During discussions with customers about verification and functional coverage closure techniques, one thing that has consistently surprised me is how much reliance is sometimes placed on the unquantified benefits of random testing. There are many well-quantified benefits to constrained-random stimulus generation. Using algebraic constraints to declaratively describe a stimulus domain and automation to create specific stimulus dramatically boosts verification efficiency and results in verification of corner cases that humans would be unlikely to consider. More difficult to quantify, however, are the benefits of redundant stimulus. It is definitely beneficial in provoking some sequential behavior, but how much redundancy is enough and how much is just wasteful? I work with a tool that accelerates functional coverage closure by efficiently targeting stimulus that will ‘cover’ the coverage model. The typical result is an order-of-magnitude improvement in time-to-coverage closure. The core productivity benefit of reducing time-to-coverage is typically understood by the customers I talk with. As designs have become more complex, verification requirements have increased, coverage models have grown, and coverage closure has become challenging, unpredictable and time-consuming. So, some automation in achieving coverage closure is a welcome addition to one’s verification toolkit. However, there is concern over what might be lost in the stimulus-optimization process. Is all that ‘redundant’ stimulus really important and not so redundant after all?

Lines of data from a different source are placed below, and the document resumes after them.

//! Immutable snapshots of the game, one per ply.

use serde::{Deserialize, Serialize};
use tracing::instrument;

use crate::position::Position;
use crate::rules::check_winner;
use crate::types::{Board, Player, Square};

/// Snapshot of the board, whose turn is next, and the winner of that board.
///
/// Steps are created once, either as the initial step or by
/// [`Step::advance`], and never modified afterwards.
#[derive(Debug, Clone, Copy, PartialEq, Eq, Hash, Serialize, Deserialize)]
pub struct Step {
    board: Board,
    next: Player,
    winner: Option<Player>,
}

impl Step {
    /// The step at game start: empty board, X to move, no winner.
    pub fn initial() -> Self {
        Self {
            board: Board::new(),
            next: Player::X,
            winner: None,
        }
    }

    /// Returns the board.
    pub fn board(&self) -> &Board {
        &self.board
    }

    /// Returns the player whose mark goes down next.
    pub fn next(&self) -> Player {
        self.next
    }

    /// Returns the winner of this board, if any.
    pub fn winner(&self) -> Option<Player> {
        self.winner
    }

    /// Builds the step that follows a mark at `pos`.
    ///
    /// Returns `None` when the cell is taken or the game on this step is
    /// already won.
    #[instrument(skip(self), fields(next = %self.next))]
    pub fn advance(&self, pos: Position) -> Option<Step> {
        if self.winner.is_some() || !self.board.is_empty(pos) {
            return None;
        }

        let mut board = self.board;
        board.set(pos, Square::Occupied(self.next));
        Some(Step {
            board,
            next: self.next.opponent(),
            winner: check_winner(&board),
        })
    }
}

impl Default for Step {
    fn default() -> Self {
        Self::initial()
    }
}

/// Human-readable name of a history position.
#[derive(Debug, Clone, Copy, PartialEq, Eq, Hash, Serialize, Deserialize, derive_more::Display)]
pub enum StepLabel {
    /// Index 0.
    #[display("Game Start")]
    GameStart,
    /// A later step that carries a winner.
    #[display("Game Result")]
    GameResult,
    /// Any other step, by index.
    #[display("step #{_0}")]
    Move(usize),
}

impl StepLabel {
    /// Labels the step found at `index` in a history.
    pub fn new(index: usize, step: &Step) -> Self {
        if index == 0 {
            StepLabel::GameStart
        } else if step.winner().is_some() {
            StepLabel::GameResult
        } else {
            StepLabel::Move(index)
        }
    }

    /// Text for the button or list entry that jumps to this step.
    pub fn jump_text(&self) -> String {
        format!("Go to {self}")
    }
}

This concern seems quite valid. After all, coverage metrics are a subjective measure of verification quality. Achieving coverage of a specific set of coverage metrics proves that a given set of functionality was exercised, but doesn’t prove that this is the only functionality that needed to be exercised. The coverage model is a dynamic, moving target, and is likely to change several times across the typical verification cycle. The coverage model may be expanded as new features are added. The coverage model may be trimmed, or certain areas re-prioritized, as the schedule runs out or as certain coverage is deemed less important or cost-prohibitive. Finally, the coverage model may be expanded to include functional areas where bugs were found. From a coverage-driven verification perspective, verification that isn’t documented in the coverage model effectively does not exist. Verification that uncovered a bug should be repeated as the design is refined and changed. The only way to guarantee this happens is to augment the coverage model.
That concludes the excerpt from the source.